(Beginning of ENTRIES SUPPLIED)

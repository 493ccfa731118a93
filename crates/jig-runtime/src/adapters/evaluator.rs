//! # Class Registry
//!
//! Deterministic evaluator backed by a table of known classes keyed by their
//! source text. Stands in for a sandbox: evaluating the same source always
//! yields the same `Arc<ClassDef>`.

use crate::domain::class::ClassDef;
use crate::errors::EvalError;
use crate::ports::outbound::Evaluator;
use parking_lot::RwLock;
use std::collections::{BTreeSet, HashMap};
use std::sync::Arc;

/// Source-keyed class table.
#[derive(Debug, Default)]
pub struct ClassRegistry {
    classes: RwLock<HashMap<String, Arc<ClassDef>>>,
}

impl ClassRegistry {
    /// Empty registry.
    #[must_use]
    pub fn new() -> Self {
        Self::default()
    }

    /// Makes `class` evaluable. Returns the shared definition.
    pub fn register(&self, class: ClassDef) -> Arc<ClassDef> {
        let class = Arc::new(class);
        self.classes
            .write()
            .insert(class.source().to_string(), Arc::clone(&class));
        class
    }

    /// Number of registered classes.
    #[must_use]
    pub fn len(&self) -> usize {
        self.classes.read().len()
    }

    /// True if nothing is registered.
    #[must_use]
    pub fn is_empty(&self) -> bool {
        self.classes.read().is_empty()
    }
}

impl Evaluator for ClassRegistry {
    fn evaluate(&self, source: &str, env: &BTreeSet<String>) -> Result<Arc<ClassDef>, EvalError> {
        let class = self
            .classes
            .read()
            .get(source)
            .cloned()
            .ok_or_else(|| EvalError::UnknownSource(source.chars().take(64).collect()))?;
        if let Some(missing) = class.deps().iter().find(|d| !env.contains(*d)) {
            return Err(EvalError::MissingDependency(missing.clone()));
        }
        Ok(class)
    }
}

// =============================================================================
// TESTS
// =============================================================================
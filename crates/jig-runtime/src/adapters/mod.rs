//! # Adapters Layer (Outer Hexagon)
//!
//! In-memory implementations of the outbound ports, used by tests and by
//! embedders that want a self-contained runtime.
//!
//! | Port | Adapter |
//! |------|---------|
//! | `LedgerClient` | [`MockLedger`] |
//! | `StateCache` | [`MemoryCache`] |
//! | `Purse` | [`MockPurse`] |
//! | `OwnerSigner` | [`MockOwner`] |
//! | `Evaluator` | [`ClassRegistry`] |

pub mod cache;
pub mod evaluator;
pub mod ledger;
pub mod wallet;

pub use cache::MemoryCache;
pub use evaluator::ClassRegistry;
pub use ledger::MockLedger;
pub use wallet::{MockOwner, MockPurse};
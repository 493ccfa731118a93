//! Logging setup.
//!
//! Installs a `tracing-subscriber` registry: an `EnvFilter` taken from
//! `RUST_LOG` when set, otherwise from the configured level, and either a
//! JSON layer (for log shippers) or the human-readable formatter.

use crate::config::RuntimeConfig;
use thiserror::Error;
use tracing_subscriber::{layer::SubscriberExt, util::SubscriberInitExt, EnvFilter};

/// Logging initialization errors.
#[derive(Error, Debug)]
pub enum TelemetryError {
    /// The filter directive could not be parsed.
    #[error("invalid log filter: {0}")]
    Filter(String),

    /// A global subscriber is already installed.
    #[error("failed to install subscriber: {0}")]
    Init(String),
}

/// Installs the global subscriber. Fails if one is already set.
pub fn init_logging(config: &RuntimeConfig) -> Result<(), TelemetryError> {
    let env_filter = EnvFilter::try_from_default_env()
        .or_else(|_| EnvFilter::try_new(&config.log_level))
        .map_err(|e| TelemetryError::Filter(e.to_string()))?;

    if config.json_logs {
        let json_layer = tracing_subscriber::fmt::layer()
            .json()
            .with_target(true)
            .with_file(true)
            .with_line_number(true);
        tracing_subscriber::registry()
            .with(env_filter)
            .with(json_layer)
            .try_init()
            .map_err(|e| TelemetryError::Init(e.to_string()))?;
    } else {
        let fmt_layer = tracing_subscriber::fmt::layer()
            .with_target(true)
            .with_ansi(true);
        tracing_subscriber::registry()
            .with(env_filter)
            .with(fmt_layer)
            .try_init()
            .map_err(|e| TelemetryError::Init(e.to_string()))?;
    }

    tracing::info!(
        network = %config.network,
        app_id = %config.app_id,
        json_logs = config.json_logs,
        "jig runtime logging initialized"
    );
    Ok(())
}

#[cfg(test)]
mod tests {
    use super::*;

    #[test]
    fn test_second_init_fails() {
        let config = RuntimeConfig::default();
        // Another test may have installed a subscriber first; either way the
        // second attempt in this process must fail.
        let _ = init_logging(&config);
        assert!(matches!(init_logging(&config), Err(TelemetryError::Init(_))));
    }
}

(End of ENTRIES SUPPLIED)

◆ **WHAT YOU HAVE TO DO**:
Having read the entries above, set each one down again exactly.

◆ **SOLUTION TO THE EXERCISE**:
repository 493ccfa731118a93
filename crates/jig-runtime/src/adapters/evaluator.rs
//! # Class Registry
//!
//! Deterministic evaluator backed by a table of known classes keyed by their
//! source text. Stands in for a sandbox: evaluating the same source always
//! yields the same `Arc<ClassDef>`.

use crate::domain::class::ClassDef;
use crate::errors::EvalError;
use crate::ports::outbound::Evaluator;
use parking_lot::RwLock;
use std::collections::{BTreeSet, HashMap};
use std::sync::Arc;

/// Source-keyed class table.
#[derive(Debug, Default)]
pub struct ClassRegistry {
    classes: RwLock<HashMap<String, Arc<ClassDef>>>,
}

impl ClassRegistry {
    /// Empty registry.
    #[must_use]
    pub fn new() -> Self {
        Self::default()
    }

    /// Makes `class` evaluable. Returns the shared definition.
    pub fn register(&self, class: ClassDef) -> Arc<ClassDef> {
        let class = Arc::new(class);
        self.classes
            .write()
            .insert(class.source().to_string(), Arc::clone(&class));
        class
    }

    /// Number of registered classes.
    #[must_use]
    pub fn len(&self) -> usize {
        self.classes.read().len()
    }

    /// True if nothing is registered.
    #[must_use]
    pub fn is_empty(&self) -> bool {
        self.classes.read().is_empty()
    }
}

impl Evaluator for ClassRegistry {
    fn evaluate(&self, source: &str, env: &BTreeSet<String>) -> Result<Arc<ClassDef>, EvalError> {
        let class = self
            .classes
            .read()
            .get(source)
            .cloned()
            .ok_or_else(|| EvalError::UnknownSource(source.chars().take(64).collect()))?;
        if let Some(missing) = class.deps().iter().find(|d| !env.contains(*d)) {
            return Err(EvalError::MissingDependency(missing.clone()));
        }
        Ok(class)
    }
}

// =============================================================================
// TESTS
// =============================================================================
filename crates/jig-runtime/src/adapters/mod.rs
//! # Adapters Layer (Outer Hexagon)
//!
//! In-memory implementations of the outbound ports, used by tests and by
//! embedders that want a self-contained runtime.
//!
//! | Port | Adapter |
//! |------|---------|
//! | `LedgerClient` | [`MockLedger`] |
//! | `StateCache` | [`MemoryCache`] |
//! | `Purse` | [`MockPurse`] |
//! | `OwnerSigner` | [`MockOwner`] |
//! | `Evaluator` | [`ClassRegistry`] |

pub mod cache;
pub mod evaluator;
pub mod ledger;
pub mod wallet;

pub use cache::MemoryCache;
pub use evaluator::ClassRegistry;
pub use ledger::MockLedger;
pub use wallet::{MockOwner, MockPurse};
repository 493ccfa731118a93
//! Logging setup.
//!
//! Installs a `tracing-subscriber` registry: an `EnvFilter` taken from
//! `RUST_LOG` when set, otherwise from the configured level, and either a
//! JSON layer (for log shippers) or the human-readable formatter.

use crate::config::RuntimeConfig;
use thiserror::Error;
use tracing_subscriber::{layer::SubscriberExt, util::SubscriberInitExt, EnvFilter};

/// Logging initialization errors.
#[derive(Error, Debug)]
pub enum TelemetryError {
    /// The filter directive could not be parsed.
    #[error("invalid log filter: {0}")]
    Filter(String),

    /// A global subscriber is already installed.
    #[error("failed to install subscriber: {0}")]
    Init(String),
}

/// Installs the global subscriber. Fails if one is already set.
pub fn init_logging(config: &RuntimeConfig) -> Result<(), TelemetryError> {
    let env_filter = EnvFilter::try_from_default_env()
        .or_else(|_| EnvFilter::try_new(&config.log_level))
        .map_err(|e| TelemetryError::Filter(e.to_string()))?;

    if config.json_logs {
        let json_layer = tracing_subscriber::fmt::layer()
            .json()
            .with_target(true)
            .with_file(true)
            .with_line_number(true);
        tracing_subscriber::registry()
            .with(env_filter)
            .with(json_layer)
            .try_init()
            .map_err(|e| TelemetryError::Init(e.to_string()))?;
    } else {
        let fmt_layer = tracing_subscriber::fmt::layer()
            .with_target(true)
            .with_ansi(true);
        tracing_subscriber::registry()
            .with(env_filter)
            .with(fmt_layer)
            .try_init()
            .map_err(|e| TelemetryError::Init(e.to_string()))?;
    }

    tracing::info!(
        network = %config.network,
        app_id = %config.app_id,
        json_logs = config.json_logs,
        "jig runtime logging initialized"
    );
    Ok(())
}

#[cfg(test)]
mod tests {
    use super::*;

    #[test]
    fn test_second_init_fails() {
        let config = RuntimeConfig::default();
        // Another test may have installed a subscriber first; either way the
        // second attempt in this process must fail.
        let _ = init_logging(&config);
        assert!(matches!(init_logging(&config), Err(TelemetryError::Init(_))));
    }
}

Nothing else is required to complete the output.